Bob Wills and His Texas Playboys: The King of Western Swing [Primo]

Track List

>Osage Stomp
>Get with It
>Maiden's Prayer
>Spanish Two Step
>Steel Guitar Rag
>Red Hot Gal of Mine
>Blue Yodel No. 1
>Black Rider
>San Antonio Rose
>Silver Bells
>Beaumont Rag
>Whoa Baby
>That's What I Like About the South
>Don't Let the Deal Go Down
>Lone Star Rag
>Corrine Corrina
>Time Changes Everything
>New San Antonio Rose
>Cherokee Maiden
>Take Me Back to Tulsa
>Home in San Antone
>Liberty
>Goodbye Liza Jane
>Texas Playboy Rag
>Roly Poly
>Stay a Little Longer
>Baby, Won't You Please Come Home?
>Dinah
>Good Man Is Hard to Find, A
>I'm a Ding Dong Daddy
>Milk Cow Blues
>Cotton Eyed Joe
>Can't Get Enough of Texas
>Bubbles in My Beer
>Little Cowboy Lament
>Keeper of My Heart
>Ida Red Likes to Boogie
>Boot Heal Rag
>Faded Love
>Bob Wills Boogie

Album Notes

As singer, fiddler, and bandleader of the Texas Playboys, Bob Wills played the same fatherly role to western swing that Bill Monroe did to bluegrass. No one is sure if he invented the music itself, but it's clear that the recordings of his Texas Playboys have since come to define the genre. As a musical hybrid, western swing introduced blues and country music to big band jazz and swing, polishing the results to achieve an urban sophistication necessary for broad appeal.

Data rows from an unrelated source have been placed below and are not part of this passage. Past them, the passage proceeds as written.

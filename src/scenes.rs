//! Scene state machine: startup menu, pause cards, and level scenes.
//!
//! Every scene exposes the same capability set — `handle`, `update`,
//! `render`, `first_render` — as one flat enum. [`Game`] owns the current
//! scene plus an optional requested successor and swaps them at a single
//! commit point per loop iteration, so a scene is always rendered fresh
//! before it sees input, and an `update` never observes a transition
//! requested by a different scene.

use std::io::{self, Write};

use rand::Rng;

use crate::audio::Cue;
use crate::compute::{self, Outcome};
use crate::config::GameConfig;
use crate::display;
use crate::entities::{LevelState, Mode, Rect};

// ── Input model ──────────────────────────────────────────────────────────────

/// A discrete input event, already translated from the backend event type.
/// An empty per-tick sequence is valid; events arrive in order.
#[derive(Clone, Copy, Debug, PartialEq, Eq)]
pub enum InputEvent {
    Quit,
    KeyDown(Key),
    MouseButtonDown(i32, i32),
    MouseMotion(i32, i32),
}

#[derive(Clone, Copy, Debug, PartialEq, Eq)]
pub enum Key {
    Escape,
    Left,
    Right,
    Other,
}

/// What the outer loop should do after an event was handled.
#[derive(Clone, Copy, Debug, PartialEq, Eq)]
pub enum Control {
    Continue,
    /// Terminate: no further update or render this tick.
    Quit,
}

// ── Scene variants ───────────────────────────────────────────────────────────

pub struct Button {
    pub rect: Rect,
    pub label: &'static str,
    pub mode: Mode,
}

/// The startup mode chooser.
pub struct MenuScene {
    pub buttons: [Button; 2],
    choice: Option<MenuChoice>,
}

#[derive(Clone, Copy, Debug, PartialEq, Eq)]
enum MenuChoice {
    Start(Mode),
    /// Clicked outside every button: re-request the menu itself.
    Stay,
}

/// A static card (mode info, level cleared, game over). Renders once, then
/// latches `finished` on the first key or mouse-button press — never on
/// mouse motion — and hands over to the next level.
pub struct PausedScene {
    pub lines: Vec<String>,
    pub show_splash: bool,
    pub finished: bool,
    pub next_mode: Mode,
    pub next_number: u32,
    pub next_score: u32,
}

pub enum Scene {
    Menu(MenuScene),
    Paused(PausedScene),
    Level(LevelState),
}

/// Result of one scene update: sound cues to fire and, possibly, the scene
/// that should take over at the next commit point.
pub struct SceneUpdate {
    pub cues: Vec<Cue>,
    pub next: Option<Scene>,
}

// ── Constructors ─────────────────────────────────────────────────────────────

impl Scene {
    pub fn startup_menu(cfg: &GameConfig) -> Scene {
        let (w, h) = (cfg.button_width, cfg.button_height);
        let y = cfg.height * 2 / 3;
        let buttons = [
            Button {
                rect: Rect::new(cfg.width / 4 - w / 2, y, w, h),
                label: "Banana Mode",
                mode: Mode::Dodge,
            },
            Button {
                rect: Rect::new(cfg.width * 3 / 4 - w / 2, y, w, h),
                label: "Basket Mode",
                mode: Mode::Catch,
            },
        ];
        Scene::Menu(MenuScene {
            buttons,
            choice: None,
        })
    }

    /// Welcome / how-to card shown before the first level of a mode.
    pub fn mode_info(mode: Mode) -> Scene {
        let lines: Vec<String> = match mode {
            Mode::Dodge => &[
                "Welcome to Squish,",
                "the game of Fruit Self-Defense",
                "",
                "You are a banana, trying to survive a course",
                "in self-defense against fruit, where the",
                "participants will \"defend\" themselves",
                "against you with a 16 ton weight.",
                "",
                "Click or press any key to start",
            ][..],
            Mode::Catch => &[
                "Welcome to Squish,",
                "the game of Egg Catcher",
                "",
                "You are a basket, catching eggs that are",
                "thrown from above. The objective is to catch",
                "as many eggs as possible without letting",
                "any fall to the ground.",
                "",
                "Click or press any key to start",
            ][..],
        }
        .iter()
        .map(|s| s.to_string())
        .collect();

        Scene::Paused(PausedScene {
            lines,
            show_splash: true,
            finished: false,
            next_mode: mode,
            next_number: 1,
            next_score: 0,
        })
    }

    pub fn level_cleared(mode: Mode, number: u32, score: u32) -> Scene {
        Scene::Paused(PausedScene {
            lines: vec![
                format!("Level {number} cleared"),
                "Click or press any key to start next level".to_string(),
            ],
            show_splash: false,
            finished: false,
            next_mode: mode,
            next_number: number + 1,
            next_score: score,
        })
    }

    pub fn game_over(mode: Mode) -> Scene {
        Scene::Paused(PausedScene {
            lines: vec![
                "Game Over".to_string(),
                "Click or press any key to restart, Esc to quit".to_string(),
            ],
            show_splash: false,
            finished: false,
            next_mode: mode,
            next_number: 1,
            next_score: 0,
        })
    }

    pub fn level(mode: Mode, number: u32, score: u32, cfg: &GameConfig, rng: &mut impl Rng) -> Scene {
        log::info!(
            "entering level {number} ({mode:?}) score={score} lives={}",
            cfg.lives
        );
        Scene::Level(compute::init_level(mode, number, score, cfg.lives, cfg, rng))
    }

    // ── Capability set ───────────────────────────────────────────────────────

    pub fn handle(&mut self, event: &InputEvent) -> Control {
        // Quitting works the same everywhere and is checked first.
        match event {
            InputEvent::Quit | InputEvent::KeyDown(Key::Escape) => return Control::Quit,
            _ => {}
        }
        match self {
            Scene::Menu(menu) => {
                if let InputEvent::MouseButtonDown(x, y) = *event {
                    menu.choice = Some(
                        menu.buttons
                            .iter()
                            .find(|b| b.rect.contains(x, y))
                            .map(|b| MenuChoice::Start(b.mode))
                            .unwrap_or(MenuChoice::Stay),
                    );
                }
            }
            Scene::Paused(card) => {
                if matches!(
                    event,
                    InputEvent::KeyDown(_) | InputEvent::MouseButtonDown(..)
                ) {
                    card.finished = true;
                }
            }
            Scene::Level(state) => match *event {
                InputEvent::MouseMotion(x, _) => state.pointer_x = x,
                InputEvent::KeyDown(Key::Left) => {
                    state.pointer_x = state.pointer_x.saturating_sub(state.key_step)
                }
                InputEvent::KeyDown(Key::Right) => {
                    state.pointer_x = state.pointer_x.saturating_add(state.key_step)
                }
                _ => {}
            },
        }
        Control::Continue
    }

    pub fn update(&mut self, cfg: &GameConfig, rng: &mut impl Rng) -> SceneUpdate {
        match self {
            Scene::Menu(menu) => {
                let next = menu.choice.take().map(|choice| match choice {
                    MenuChoice::Start(mode) => Scene::mode_info(mode),
                    MenuChoice::Stay => Scene::startup_menu(cfg),
                });
                SceneUpdate {
                    cues: Vec::new(),
                    next,
                }
            }
            Scene::Paused(card) => {
                let next = card.finished.then(|| {
                    Scene::level(card.next_mode, card.next_number, card.next_score, cfg, rng)
                });
                SceneUpdate {
                    cues: Vec::new(),
                    next,
                }
            }
            Scene::Level(state) => {
                let fx = compute::level_tick(state, cfg, rng);
                let mut cues = Vec::new();
                if fx.crash {
                    cues.push(Cue::Crash);
                }
                let next = fx.outcome.map(|outcome| match outcome {
                    Outcome::Cleared { score } => {
                        cues.push(Cue::LevelUp);
                        Scene::level_cleared(state.mode, state.number, score)
                    }
                    Outcome::GameOver => {
                        cues.push(Cue::Fail);
                        Scene::game_over(state.mode)
                    }
                });
                SceneUpdate { cues, next }
            }
        }
    }

    /// One-time draw right after this scene becomes current.
    pub fn first_render<W: Write>(&self, out: &mut W, cfg: &GameConfig) -> io::Result<()> {
        match self {
            Scene::Menu(_) => display::draw_title_screen(out, cfg),
            Scene::Paused(card) => {
                display::draw_pause_card(out, &card.lines, card.show_splash, cfg)
            }
            Scene::Level(_) => display::clear_screen(out),
        }
    }

    pub fn render<W: Write>(&self, out: &mut W, cfg: &GameConfig) -> io::Result<()> {
        match self {
            Scene::Menu(menu) => display::draw_menu_buttons(out, menu, cfg),
            // Pause cards draw once in `first_render` and then hold still.
            Scene::Paused(_) => Ok(()),
            Scene::Level(state) => display::draw_level(out, state, cfg),
        }
    }

    fn name(&self) -> &'static str {
        match self {
            Scene::Menu(_) => "startup-menu",
            Scene::Paused(_) => "pause-card",
            Scene::Level(_) => "level",
        }
    }
}

// ── Scene state machine ──────────────────────────────────────────────────────

pub struct Game {
    current: Scene,
    requested: Option<Scene>,
    fresh: bool,
}

impl Game {
    pub fn new(cfg: &GameConfig) -> Game {
        Game {
            current: Scene::startup_menu(cfg),
            requested: None,
            fresh: true,
        }
    }

    /// Commit a pending transition, if any. Returns true when the current
    /// scene has not been displayed yet and needs its one-time first render.
    /// Called at the top of each loop iteration, before input is delivered,
    /// so every scene is rendered fresh before it sees any events.
    pub fn commit_transition(&mut self) -> bool {
        if let Some(next) = self.requested.take() {
            log::debug!("scene transition: {} -> {}", self.current.name(), next.name());
            self.current = next;
            self.fresh = true;
        }
        std::mem::take(&mut self.fresh)
    }

    pub fn handle(&mut self, event: &InputEvent) -> Control {
        self.current.handle(event)
    }

    /// Update the active scene; a requested successor is held until the next
    /// `commit_transition` call, never swapped mid-tick.
    pub fn update(&mut self, cfg: &GameConfig, rng: &mut impl Rng) -> Vec<Cue> {
        let SceneUpdate { cues, next } = self.current.update(cfg, rng);
        if next.is_some() {
            self.requested = next;
        }
        cues
    }

    pub fn first_render<W: Write>(&self, out: &mut W, cfg: &GameConfig) -> io::Result<()> {
        self.current.first_render(out, cfg)
    }

    pub fn render<W: Write>(&self, out: &mut W, cfg: &GameConfig) -> io::Result<()> {
        self.current.render(out, cfg)
    }

    pub fn scene(&self) -> &Scene {
        &self.current
    }

    pub fn requested(&self) -> Option<&Scene> {
        self.requested.as_ref()
    }
}
//! Embedded character-art assets.
//!
//! A sprite's size derives from its art, the way image-backed sprites derive
//! theirs from the loaded file. Collision rects use these dimensions.

use crate::entities::{FallerKind, Mode};

pub struct Sprite {
    pub rows: &'static [&'static str],
}

impl Sprite {
    pub fn width(&self) -> i32 {
        self.rows.iter().map(|r| r.chars().count()).max().unwrap_or(0) as i32
    }

    pub fn height(&self) -> i32 {
        self.rows.len() as i32
    }
}

static HEAVY_WEIGHT: Sprite = Sprite {
    rows: &[
        " .----. ",
        "/ 16 T \\",
        "'------'",
    ],
};

static LIGHT_WEIGHT: Sprite = Sprite {
    rows: &[
        " .--. ",
        "/ 8T \\",
        "'----'",
    ],
};

static BANANA: Sprite = Sprite {
    rows: &[
        "  __ ",
        " //  ",
        "((   ",
        " \\\\__",
    ],
};

static EGG: Sprite = Sprite {
    rows: &[
        " _ ",
        "(_)",
    ],
};

static BASKET: Sprite = Sprite {
    rows: &[
        "\\______/",
        " \\____/ ",
    ],
};

static LIFE: Sprite = Sprite { rows: &["♥"] };

static SPLASH: Sprite = Sprite {
    rows: &[
        " ####    ###   #   #  ###   ####  #   #",
        "#       #   #  #   #   #   #      #   #",
        " ###    #   #  #   #   #    ###   #####",
        "    #   #  ##  #   #   #       #  #   #",
        "####     ## #   ###   ###   ####  #   #",
    ],
};

pub fn faller_sprite(kind: FallerKind) -> &'static Sprite {
    match kind {
        FallerKind::HeavyWeight => &HEAVY_WEIGHT,
        FallerKind::LightWeight => &LIGHT_WEIGHT,
        FallerKind::Egg => &EGG,
    }
}

pub fn catcher_sprite(mode: Mode) -> &'static Sprite {
    match mode {
        Mode::Dodge => &BANANA,
        Mode::Catch => &BASKET,
    }
}

pub fn splash() -> &'static Sprite {
    &SPLASH
}

pub fn life_icon() -> &'static Sprite {
    &LIFE
}
//! All game entity types — pure data, no I/O.
//!
//! Geometry is in terminal cells: x grows rightward, y grows downward.

// ── Geometry ──────────────────────────────────────────────────────────────────

/// An axis-aligned rectangle, top-left anchored.
#[derive(Clone, Copy, Debug, PartialEq, Eq)]
pub struct Rect {
    pub x: i32,
    pub y: i32,
    pub w: i32,
    pub h: i32,
}

impl Rect {
    pub fn new(x: i32, y: i32, w: i32, h: i32) -> Rect {
        Rect { x, y, w, h }
    }

    pub fn right(&self) -> i32 {
        self.x + self.w
    }

    pub fn bottom(&self) -> i32 {
        self.y + self.h
    }

    pub fn center_x(&self) -> i32 {
        self.x + self.w / 2
    }

    pub fn set_center_x(&mut self, cx: i32) {
        self.x = cx - self.w / 2;
    }

    /// Place the rect so its bottom-center sits at `(cx, bottom)`.
    pub fn set_midbottom(&mut self, cx: i32, bottom: i32) {
        self.set_center_x(cx);
        self.y = bottom - self.h;
    }

    pub fn contains(&self, x: i32, y: i32) -> bool {
        x >= self.x && x < self.right() && y >= self.y && y < self.bottom()
    }

    /// Strict overlap: rects sharing only an edge do not intersect.
    pub fn intersects(&self, other: &Rect) -> bool {
        self.x < other.right()
            && other.x < self.right()
            && self.y < other.bottom()
            && other.y < self.bottom()
    }

    /// Shrink by `dw` horizontally and `dh` vertically, keeping the center.
    pub fn shrunk(&self, dw: i32, dh: i32) -> Rect {
        Rect {
            x: self.x + dw / 2,
            y: self.y + dh / 2,
            w: (self.w - dw).max(0),
            h: (self.h - dh).max(0),
        }
    }

    /// The rect inset by `d` on all four sides.
    pub fn inset(&self, d: i32) -> Rect {
        Rect {
            x: self.x + d,
            y: self.y + d,
            w: (self.w - 2 * d).max(0),
            h: (self.h - 2 * d).max(0),
        }
    }

    /// Move the rect the minimal distance so it lies inside `area`.
    /// An axis on which the rect is at least as large as the area is centred.
    pub fn clamped_into(&self, area: &Rect) -> Rect {
        let x = if self.w >= area.w {
            area.x + (area.w - self.w) / 2
        } else {
            self.x.clamp(area.x, area.right() - self.w)
        };
        let y = if self.h >= area.h {
            area.y + (area.h - self.h) / 2
        } else {
            self.y.clamp(area.y, area.bottom() - self.h)
        };
        Rect { x, y, ..*self }
    }
}

// ── Game enums ────────────────────────────────────────────────────────────────

/// Which game is being played. Fixed for the run of a session branch.
#[derive(Clone, Copy, Debug, PartialEq, Eq)]
pub enum Mode {
    /// Banana dodging falling weights.
    Dodge,
    /// Basket catching falling eggs.
    Catch,
}

#[derive(Clone, Copy, Debug, PartialEq, Eq)]
pub enum FallerKind {
    /// 16-ton class: falls fastest, hits hardest, scores most when dodged.
    HeavyWeight,
    /// 8-ton class.
    LightWeight,
    Egg,
}

// ── Falling entities & catcher ────────────────────────────────────────────────

/// A falling hazard (weight) or collectible (egg).
#[derive(Clone, Debug)]
pub struct Faller {
    pub kind: FallerKind,
    pub rect: Rect,
    /// Base drop distance per tick, grows with the level number.
    pub speed: i32,
    /// Class-specific additive drop constant (heavier falls faster).
    pub bias: i32,
    /// Max extra vertical offset applied above the playfield by a reset.
    pub stagger: i32,
    /// Recomputed every tick from position vs. the playfield bottom.
    pub landed: bool,
}

/// The player-controlled banana or basket. Sits on the playfield bottom,
/// horizontal position follows the pointer coordinate.
#[derive(Clone, Debug)]
pub struct Catcher {
    pub rect: Rect,
    /// Rows of transparent art at the top that must not count as a
    /// hit/catch surface.
    pub pad_top: i32,
    /// Columns of transparent art at the sides, total across both.
    pub pad_side: i32,
}

// ── Level simulation state ────────────────────────────────────────────────────

/// Everything one level of either mode needs between ticks.
#[derive(Clone, Debug)]
pub struct LevelState {
    pub mode: Mode,
    /// Level number, 1-based. Raises the drop speed.
    pub number: u32,
    pub score: u32,
    pub lives: u32,
    /// Entities still to resolve before the level is cleared.
    pub remaining: u32,
    /// The playfield inset by the margin: where entities may move.
    pub area: Rect,
    pub fallers: Vec<Faller>,
    pub catcher: Catcher,
    /// Last seen horizontal pointer coordinate; the catcher tracks it.
    pub pointer_x: i32,
    /// Pointer displacement applied per left/right key press.
    pub key_step: i32,
}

The King of Western Swing is a fine overview of Wills' first decade as a recording artist. It begins (after an introductory "New San Antonio Rose") at his first session in 1935 with "Osage Stomp" and ends in 1945 with the dates that produced "Roly Poly," "Stay a Little Longer," and "New Spanish Two-Step." In between, Wills and his 13- to 18-piece band swing through some of their most popular songs. Early recordings drew most heavily from country and blues. In the tradition that brought this rural music into the city in refined form, the Texas Playboys recorded sweet-coated material like "Never No More Hard Times Blues," "Fan It," and "Sugar Blues." As the group grew in size, it developed a fuller big band sound that embraced both popular material (Leon Huff's quivering croon on "We Might as Well Forget") and conventional swing ("Whoa Baby," "Big Beaver").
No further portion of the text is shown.